● **Material for this exercise**:
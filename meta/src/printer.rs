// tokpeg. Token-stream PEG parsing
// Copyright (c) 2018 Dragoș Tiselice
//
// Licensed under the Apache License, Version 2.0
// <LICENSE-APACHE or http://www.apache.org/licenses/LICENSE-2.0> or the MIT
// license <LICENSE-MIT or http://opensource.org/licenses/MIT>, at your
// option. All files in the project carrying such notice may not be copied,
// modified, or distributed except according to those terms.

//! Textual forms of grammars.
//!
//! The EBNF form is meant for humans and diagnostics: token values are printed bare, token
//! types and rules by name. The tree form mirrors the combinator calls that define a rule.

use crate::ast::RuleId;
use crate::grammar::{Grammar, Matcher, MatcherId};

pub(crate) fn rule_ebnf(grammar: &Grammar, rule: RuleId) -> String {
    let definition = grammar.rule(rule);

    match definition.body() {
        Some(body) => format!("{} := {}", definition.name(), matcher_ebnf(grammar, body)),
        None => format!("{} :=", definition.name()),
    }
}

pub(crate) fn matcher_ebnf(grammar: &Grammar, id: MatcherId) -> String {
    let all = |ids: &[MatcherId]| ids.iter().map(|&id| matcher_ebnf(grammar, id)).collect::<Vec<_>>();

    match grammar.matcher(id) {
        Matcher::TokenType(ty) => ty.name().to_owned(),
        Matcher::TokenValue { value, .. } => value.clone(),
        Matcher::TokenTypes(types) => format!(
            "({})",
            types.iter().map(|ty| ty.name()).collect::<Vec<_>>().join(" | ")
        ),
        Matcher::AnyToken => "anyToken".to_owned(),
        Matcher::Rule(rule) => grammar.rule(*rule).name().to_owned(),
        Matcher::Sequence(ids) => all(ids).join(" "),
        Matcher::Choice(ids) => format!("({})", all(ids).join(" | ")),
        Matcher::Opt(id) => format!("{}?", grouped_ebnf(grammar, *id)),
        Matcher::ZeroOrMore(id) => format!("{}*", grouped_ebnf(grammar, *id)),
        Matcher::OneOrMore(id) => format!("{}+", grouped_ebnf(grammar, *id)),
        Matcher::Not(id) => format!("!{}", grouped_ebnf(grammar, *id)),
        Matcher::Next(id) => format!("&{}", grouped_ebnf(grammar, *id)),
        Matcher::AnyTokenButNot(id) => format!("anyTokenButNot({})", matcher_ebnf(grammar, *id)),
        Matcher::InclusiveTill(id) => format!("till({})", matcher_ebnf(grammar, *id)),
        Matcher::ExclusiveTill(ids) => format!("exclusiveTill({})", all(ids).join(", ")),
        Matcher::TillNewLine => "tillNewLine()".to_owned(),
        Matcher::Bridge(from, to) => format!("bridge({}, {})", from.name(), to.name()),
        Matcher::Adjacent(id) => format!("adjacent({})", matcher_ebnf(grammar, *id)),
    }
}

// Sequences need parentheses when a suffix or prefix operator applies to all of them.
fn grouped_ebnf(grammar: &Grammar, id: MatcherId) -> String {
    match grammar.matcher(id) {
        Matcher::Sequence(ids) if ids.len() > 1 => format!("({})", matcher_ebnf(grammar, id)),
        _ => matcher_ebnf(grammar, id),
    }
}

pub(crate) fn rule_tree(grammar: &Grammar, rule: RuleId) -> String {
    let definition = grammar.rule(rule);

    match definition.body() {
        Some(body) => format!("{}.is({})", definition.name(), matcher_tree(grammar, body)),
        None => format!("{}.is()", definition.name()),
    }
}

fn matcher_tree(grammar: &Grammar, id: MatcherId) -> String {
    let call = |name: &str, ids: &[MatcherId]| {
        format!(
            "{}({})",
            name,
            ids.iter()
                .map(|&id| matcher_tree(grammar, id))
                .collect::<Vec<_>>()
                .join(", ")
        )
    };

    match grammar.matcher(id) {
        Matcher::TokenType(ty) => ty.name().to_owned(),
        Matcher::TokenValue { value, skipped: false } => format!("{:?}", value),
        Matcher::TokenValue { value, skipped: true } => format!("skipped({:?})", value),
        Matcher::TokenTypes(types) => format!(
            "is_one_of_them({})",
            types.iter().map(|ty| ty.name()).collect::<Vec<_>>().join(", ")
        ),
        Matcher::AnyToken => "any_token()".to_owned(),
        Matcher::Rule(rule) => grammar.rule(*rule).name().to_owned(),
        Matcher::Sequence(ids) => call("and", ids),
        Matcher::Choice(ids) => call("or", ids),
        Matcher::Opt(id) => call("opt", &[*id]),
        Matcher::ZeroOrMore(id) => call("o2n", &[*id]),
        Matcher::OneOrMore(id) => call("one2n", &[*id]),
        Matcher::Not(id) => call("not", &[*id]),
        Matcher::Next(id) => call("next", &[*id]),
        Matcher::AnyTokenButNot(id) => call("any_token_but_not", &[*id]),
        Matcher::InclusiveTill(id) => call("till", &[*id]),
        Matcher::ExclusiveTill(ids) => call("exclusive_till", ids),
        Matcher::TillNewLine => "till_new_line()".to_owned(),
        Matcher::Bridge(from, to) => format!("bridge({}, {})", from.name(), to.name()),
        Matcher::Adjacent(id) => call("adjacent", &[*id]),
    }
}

● **Instructions to follow**: All that is wanted is the number of lines in the records that include the string "Adjacent".

● **Response box**: 2